55. I remind myself that the appellants are now 36 and 33 years old. The appellants and their sponsors have lived apart for many years and in normal circumstances it would be unusual for such grown adults to be emotionally dependent on their sponsor (even taking account of cultural differences) without some psychological reason, which I was not provided with.
56. I have taken into account the sponsor’s visits to Nepal but in the thirteen years he has lived in the United Kingdom, the sponsor on his own evidence, has only been to Nepal five times.
57. Bearing in mind the appellants’ ages and the years they and their sponsor have lived apart, I would expect that the appellants is [sic] more likely to turn to each other for emotional support rather than their sponsor. Similarly, I would expect the sponsor to turn to his spouse for emotional support rather than the appellants. In fact the sponsor said as much, at paragraph 43 of his first statement, where he pointed out how supportive his partner is.
58. I find that although the appellants and their sponsor have remained in contact with each other, and the usual emotional bonds between a parent and an adult child may be present, I am not satisfied, on the evidence before me, that the emotional dependency is more than what would be expected between a parent and an adult child.
59. I am reminded of what Sir Stanley Burnton stated in Singh v SSHD [2015] EWCA Civ 630, ‘there is no legal or factual presumption as to the existence or absence of family life for the purposes of Article 8 …The love and affection between an adult and his parents or siblings will not of itself justify a finding of family life. There has to be something more.’
60. The burden is on the appellants to prove their case, that is, to show that the relationship between them and their sponsor is something more than normal emotional ties between a parent and adult child. I do not accept that the appellants have established that they have family life with his [sic] sponsoring father.”

12. Ground one asserts a misdirection in law.
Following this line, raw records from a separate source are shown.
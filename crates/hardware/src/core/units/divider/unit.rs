//! Handshake-driven divider state machine.

use tracing::{debug, trace, warn};

use super::algorithm::{collect, prepare_lanes, LaneDivision};
use super::request::{DivRequest, DivResult, ElementWidth};
use crate::common::error::{UnitError, UnitResult};
use crate::config::{Config, DividerConfig};

/// Input ports sampled on one clock edge.
#[derive(Clone, Copy, Debug, Default, PartialEq, Eq)]
pub struct DivPorts {
    /// `in_valid` with its payload.
    pub input: Option<DivRequest>,
    /// Consumer is ready to take the result.
    pub out_ready: bool,
    /// Abandon any operation in progress.
    pub flush: bool,
}

impl DivPorts {
    /// No input asserted.
    pub const fn idle() -> Self {
        Self {
            input: None,
            out_ready: false,
            flush: false,
        }
    }

    /// Presents `req` with `in_valid`.
    pub const fn request(req: DivRequest) -> Self {
        Self {
            input: Some(req),
            out_ready: false,
            flush: false,
        }
    }

    /// Asserts `out_ready`.
    #[must_use]
    pub const fn ready(mut self) -> Self {
        self.out_ready = true;
        self
    }

    /// Asserts `flush`.
    #[must_use]
    pub const fn flushing(mut self) -> Self {
        self.flush = true;
        self
    }
}

/// What happened on one clock edge.
#[derive(Clone, Copy, Debug, Default, PartialEq, Eq)]
pub struct TickOutcome {
    /// A request was captured.
    pub accepted: bool,
    /// A result was handed to the consumer.
    pub delivered: Option<DivResult>,
}

/// Control state of the divider.
#[derive(Clone, Copy, Debug, PartialEq, Eq)]
pub enum DivState {
    /// Waiting for a request.
    Idle,
    /// Dividing; `elapsed` of `total` busy cycles done.
    Busy {
        /// Busy cycles completed.
        elapsed: u32,
        /// Busy cycles for this request's width.
        total: u32,
    },
    /// Holding a result until the consumer takes it.
    Done,
}

/// Multi-cycle SIMD integer divider with valid/ready handshakes.
///
/// A request accepted on tick `t` raises `out_valid` after tick
/// `t + busy_cycles(width)`.
///
/// # Examples
///
/// ```
/// use rvvfu_core::config::Config;
/// use rvvfu_core::core::units::divider::{pack, DivPorts, DivRequest, ElementWidth, IntegerDividerUnit};
///
/// let mut div = IntegerDividerUnit::new(&Config::default());
/// let w = ElementWidth::E8;
/// let req = DivRequest::new(w, true, pack(w, [0xF6]), pack(w, [0x02]));
/// assert!(div.tick(&DivPorts::request(req)).accepted);
/// while !div.out_valid() {
///     let _ = div.tick(&DivPorts::idle());
/// }
/// let result = div.tick(&DivPorts::idle().ready()).delivered;
/// assert_eq!(result.map(|r| r.quotient.lane(w.view(), 0)), Some(0xFB));
/// ```
#[derive(Debug)]
pub struct IntegerDividerUnit {
    timing: DividerConfig,
    trace_cycles: bool,
    state: DivState,
    cycle: u64,
    current: Option<DivRequest>,
    lanes: Vec<Option<LaneDivision>>,
    held: Option<DivResult>,
}

impl IntegerDividerUnit {
    /// Creates an idle divider with the configured timing.
    pub fn new(config: &Config) -> Self {
        Self {
            timing: config.divider.clone(),
            trace_cycles: config.trace_cycles,
            state: DivState::Idle,
            cycle: 0,
            current: None,
            lanes: Vec::new(),
            held: None,
        }
    }

    /// Current control state.
    #[inline]
    pub const fn state(&self) -> DivState {
        self.state
    }

    /// Ticks elapsed since construction.
    #[inline]
    pub const fn cycle(&self) -> u64 {
        self.cycle
    }

    /// `in_ready`: a request would be captured on the next tick.
    #[inline]
    pub const fn in_ready(&self) -> bool {
        matches!(self.state, DivState::Idle)
    }

    /// `out_valid`: a result is held for the consumer.
    #[inline]
    pub const fn out_valid(&self) -> bool {
        matches!(self.state, DivState::Done)
    }

    /// The held result, while `out_valid`.
    #[inline]
    pub const fn result(&self) -> Option<&DivResult> {
        self.held.as_ref()
    }

    /// Busy cycles a request of `width` occupies.
    #[inline]
    pub const fn busy_cycles(&self, width: ElementWidth) -> u32 {
        self.timing.busy_cycles(width.bits())
    }

    /// Drives `req` with `in_valid` for one tick.
    ///
    /// # Errors
    ///
    /// Returns [`UnitError::DividerBusy`] without ticking when the divider
    /// is not [`in_ready`](Self::in_ready).
    pub fn submit(&mut self, req: DivRequest) -> UnitResult<()> {
        if !self.in_ready() {
            return Err(UnitError::DividerBusy);
        }
        let _ = self.tick(&DivPorts::request(req));
        Ok(())
    }

    /// Advances one clock edge with the sampled port values.
    pub fn tick(&mut self, ports: &DivPorts) -> TickOutcome {
        self.cycle += 1;
        let mut outcome = TickOutcome::default();

        if ports.flush {
            if !self.in_ready() {
                warn!(cycle = self.cycle, state = ?self.state, "divider flushed");
            }
            self.reset();
            return outcome;
        }

        match self.state {
            DivState::Idle => {
                if let Some(req) = ports.input {
                    self.capture(req);
                    outcome.accepted = true;
                }
            }
            DivState::Busy { elapsed, total } => self.advance(elapsed + 1, total),
            DivState::Done => {
                if ports.out_ready {
                    outcome.delivered = self.held.take();
                    self.state = DivState::Idle;
                    debug!(cycle = self.cycle, "divider result taken");
                    if let Some(req) = ports.input {
                        self.capture(req);
                        outcome.accepted = true;
                    }
                }
            }
        }
        outcome
    }

    fn capture(&mut self, req: DivRequest) {
        let total = self.busy_cycles(req.width);
        self.lanes = prepare_lanes(&req);
        self.current = Some(req);
        self.state = DivState::Busy { elapsed: 0, total };
        debug!(
            cycle = self.cycle,
            width = ?req.width,
            signed = req.signed,
            busy_cycles = total,
            "divider accept"
        );
    }

    /// Runs busy cycle `elapsed` (1-based) of `total`.
    ///
    /// The first half of the overhead prepares operands, the iteration
    /// cycles follow, and the remaining overhead fixes up signs.
    fn advance(&mut self, elapsed: u32, total: u32) {
        let prep = self.timing.overhead_cycles.div_ceil(2);
        if elapsed > prep {
            for lane in self.lanes.iter_mut().flatten() {
                lane.iterate(self.timing.bits_per_cycle.max(1));
            }
        }
        if self.trace_cycles {
            let pending = self.lanes.iter().flatten().filter(|l| !l.is_complete()).count();
            trace!(cycle = self.cycle, elapsed, total, pending, "divider busy");
        }

        if elapsed < total {
            self.state = DivState::Busy { elapsed, total };
            return;
        }
        let Some(req) = self.current.take() else {
            self.reset();
            return;
        };
        let result = collect(req.width, &self.lanes);
        self.lanes.clear();
        self.held = Some(result);
        self.state = DivState::Done;
        debug!(cycle = self.cycle, dz_mask = result.dz_mask, "divider done");
    }

    /// Drops every piece of in-flight state and returns to Idle.
    fn reset(&mut self) {
        self.state = DivState::Idle;
        self.current = None;
        self.lanes.clear();
        self.held = None;
    }
}
//! Output latches of the fixed-latency floating-point units.
//!
//! Results are computed when an operation is issued and carried through the
//! [`LatencyPipe`](super::latency::LatencyPipe) as a [`Retirement`]. On the
//! retiring cycle the [`OutputLatch`] merges it into the unit's result register:
//! 1. **Lane Write-Back:** Only lanes enabled by the write mask are replaced;
//!    masked-off lanes keep their previous contents.
//! 2. **Flag Register:** Replaced wholesale; disabled lanes report no flags.
//! 3. **Valid Pulse:** Asserted for exactly the retiring cycle.

use crate::common::lanes::{FpVector, LaneMask, LaneView};
use crate::core::units::fpu::exception_flags::FlagRegister;

/// Which part of the result register a retiring operation writes.
#[derive(Clone, Copy, Debug, PartialEq, Eq)]
pub enum WriteBack {
    /// Lanes of `view` selected by `mask`.
    Lanes {
        /// Lane partition of the operation's format.
        view: LaneView,
        /// Lanes to write.
        mask: LaneMask,
    },
    /// The whole register (folded vectors and zero-extended reduction scalars).
    Full,
}

/// Result of one operation, computed at issue and applied at retirement.
#[derive(Clone, Copy, Debug, PartialEq, Eq)]
pub struct Retirement {
    /// Packed lane results.
    pub value: FpVector,
    /// Packed per-lane flags (disabled lanes already zero).
    pub flags: FlagRegister,
    /// Write-back policy.
    pub write: WriteBack,
}

/// Result and flag registers plus the result-valid pulse.
#[derive(Clone, Copy, Debug, Default)]
pub struct OutputLatch {
    result: FpVector,
    flags: FlagRegister,
    valid: bool,
}

impl OutputLatch {
    /// Current contents of the result register.
    #[inline]
    pub const fn result(&self) -> FpVector {
        self.result
    }

    /// Current contents of the packed flag register.
    #[inline]
    pub const fn flags(&self) -> FlagRegister {
        self.flags
    }

    /// Returns true on the cycle an operation retired.
    #[inline]
    pub const fn valid(&self) -> bool {
        self.valid
    }

    /// Drops the valid pulse at the start of a new cycle.
    #[inline]
    pub fn clear_valid(&mut self) {
        self.valid = false;
    }

    /// Applies a retiring operation.
    pub fn retire(&mut self, r: Retirement) {
        match r.write {
            WriteBack::Lanes { view, mask } => {
                for i in (0..view.count()).filter(|&i| mask.is_active(i)) {
                    self.result.set_lane(view, i, r.value.lane(view, i));
                }
            }
            WriteBack::Full => self.result = r.value,
        }
        self.flags = r.flags;
        self.valid = true;
    }
}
As Ms Isherwood pointed out, the Judge has had regard to Rai (Jitendra) v Entry Clearance Officer [2017] EWCA Civ 320 (“Rai”), Kugathas v Secretary of State for the Home Department [2003] EWCA Civ 31 (“Kugathas”) and Singh v Secretary of State for the Home Department [2015] EWCA Civ 630 (“Singh”) (see [31] to [33] of the Decision). It is not asserted that those do not constitute the relevant case-law nor that the Judge was not entitled to rely on those cases.

13. Instead, the argument in ground one appears to be that the Judge has misapplied the case-law by finding that there is a need for dependency. It is suggested that the need for dependency is in the alternative to “real” or “committed” or “effective” support. In the pleaded grounds of appeal, the author (not Mr Wilford) relies on what is said at [17] in Rai which is itself a citation from Patel and others v Entry Clearance Officer, (Mumbai) [2010] EWCA Civ 17 at [14] as follows:

“You can set out to compensate for a historical wrong, but you cannot reverse the passage of time. Many of these children have now grown up and embarked on lives of their own. Where this has happened, the bonds which constitute family life will no longer be there, and art. 8 will have no purchase. But what may constitute an extant family life falls well short of what constitutes dependency, and a good many adult children – including children on whom the parents themselves are now reliant – may still have a family life with parents who are now settled here not by leave or by force of circumstance but by long-delayed right. That is what gives the historical wrong a potential relevance to art. 8 claims such as these. It does not make the Convention a mechanism for turning the clock back, but it does make both the history and its admitted injustices potentially relevant to the application of art. 8(2).”
[my emphasis]

14. I have there underlined the part of the passage on which the Appellants rely. That has to be read in context. In Rai itself, the Court of Appeal did not suggest that this passage was out of kilter with the other case-law which all makes clear that whether there is family life depends on the facts and in relation to the bond between parents and adult children requires more than the usual ties to give rise to family life under Article 8(1).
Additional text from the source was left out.